PROBLEM STATEMENT:
Exactly the lines from the top of the records below through the one containing "impl PluginFactory for" must be set down, with no line added or dropped.

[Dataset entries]
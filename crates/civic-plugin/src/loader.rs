// SPDX-FileCopyrightText: 2026 Civic Contributors
// SPDX-License-Identifier: MIT OR Apache-2.0

//! Plugin instantiation from descriptors.
//!
//! Loading only builds an instance; initialization happens when the instance
//! is registered into a slot. Descriptors are declarative by default, and a
//! named factory can take over a descriptor that needs code of its own.

use std::collections::HashMap;
use std::sync::Arc;

use civic_core::descriptor::RegionPluginDescriptor;
use civic_core::traits::{RegionPlugin, SourceFetcher};
use civic_core::types::Slot;
use civic_core::CivicError;
use tracing::debug;

use crate::declarative::DeclarativePlugin;

/// Factory trait for creating region plugin instances from a descriptor.
pub trait PluginFactory: Send + Sync {
    /// Create a new, uninitialized instance.
    fn create(&self, descriptor: &RegionPluginDescriptor) -> Result<Arc<dyn RegionPlugin>, CivicError>;
}

/// Builds [`DeclarativePlugin`]s sharing one source fetcher.
pub struct DeclarativeFactory {
    fetcher: Arc<dyn SourceFetcher>,
}

impl DeclarativeFactory {
    pub fn new(fetcher: Arc<dyn SourceFetcher>) -> Self {
        Self { fetcher }
    }
}

impl PluginFactory for DeclarativeFactory {
    fn create(&self, descriptor: &RegionPluginDescriptor) -> Result<Arc<dyn RegionPlugin>, CivicError> {
        Ok(Arc::new(DeclarativePlugin::new(
            descriptor.clone(),
            Arc::clone(&self.fetcher),
        )))
    }
}

/// Turns descriptors into plugin instances.
pub struct PluginLoader {
    default_factory: Arc<dyn PluginFactory>,
    factories: HashMap<String, Arc<dyn PluginFactory>>,
}

impl PluginLoader {
    /// A loader that builds declarative plugins for every descriptor.
    pub fn new(fetcher: Arc<dyn SourceFetcher>) -> Self {
        Self::with_default_factory(Arc::new(DeclarativeFactory::new(fetcher)))
    }

    pub fn with_default_factory(factory: Arc<dyn PluginFactory>) -> Self {
        Self {
            default_factory: factory,
            factories: HashMap::new(),
        }
    }

    /// Route descriptors named `name` to `factory` instead of the default.
    pub fn with_factory(mut self, name: impl Into<String>, factory: Arc<dyn PluginFactory>) -> Self {
        self.factories.insert(name.into(), factory);
        self
    }

    /// Instantiate a local region plugin.
    pub fn load_plugin(&self, descriptor: &RegionPluginDescriptor) -> Result<Arc<dyn RegionPlugin>, CivicError> {
        self.load(Slot::Local, descriptor)
    }

    /// Instantiate the federal plugin from an already-resolved descriptor.
    pub fn load_federal_plugin(
        &self,
        descriptor: &RegionPluginDescriptor,
    ) -> Result<Arc<dyn RegionPlugin>, CivicError> {
        self.load(Slot::Federal, descriptor)
    }

    fn load(&self, slot: Slot, descriptor: &RegionPluginDescriptor) -> Result<Arc<dyn RegionPlugin>, CivicError> {
        let load_error = |message: String| CivicError::PluginLoad {
            name: descriptor.name.clone(),
            message,
        };
        if descriptor.config.data_sources.is_empty() {
            return Err(load_error("descriptor has no data sources".to_string()));
        }

        let factory = self
            .factories
            .get(&descriptor.name)
            .unwrap_or(&self.default_factory);
        let instance = factory.create(descriptor).map_err(|e| match e {
            CivicError::PluginLoad { .. } => e,
            other => load_error(other.to_string()),
        })?;

        debug!(
            slot = %slot,
            plugin = %descriptor.name,
            version = %descriptor.version,
            "plugin instantiated"
        );
        Ok(instance)
    }
}

impl std::fmt::Debug for PluginLoader {
    fn fmt(&self, f: &mut std::fmt::Formatter<'_>) -> std::fmt::Result {
        let mut named: Vec<_> = self.factories.keys().collect();
        named.sort();
        f.debug_struct("PluginLoader")
            .field("named_factories", &named)
            .finish_non_exhaustive()
    }
}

RESULT OF THE EXERCISE:
filename crates/civic-plugin/src/loader.rs
// SPDX-FileCopyrightText: 2026 Civic Contributors
// SPDX-License-Identifier: MIT OR Apache-2.0

//! Plugin instantiation from descriptors.
//!
//! Loading only builds an instance; initialization happens when the instance
//! is registered into a slot. Descriptors are declarative by default, and a
//! named factory can take over a descriptor that needs code of its own.

use std::collections::HashMap;
use std::sync::Arc;

use civic_core::descriptor::RegionPluginDescriptor;
use civic_core::traits::{RegionPlugin, SourceFetcher};
use civic_core::types::Slot;
use civic_core::CivicError;
use tracing::debug;

use crate::declarative::DeclarativePlugin;

/// Factory trait for creating region plugin instances from a descriptor.
pub trait PluginFactory: Send + Sync {
    /// Create a new, uninitialized instance.
    fn create(&self, descriptor: &RegionPluginDescriptor) -> Result<Arc<dyn RegionPlugin>, CivicError>;
}

/// Builds [`DeclarativePlugin`]s sharing one source fetcher.
pub struct DeclarativeFactory {
    fetcher: Arc<dyn SourceFetcher>,
}

impl DeclarativeFactory {
    pub fn new(fetcher: Arc<dyn SourceFetcher>) -> Self {
        Self { fetcher }
    }
}

impl PluginFactory for DeclarativeFactory {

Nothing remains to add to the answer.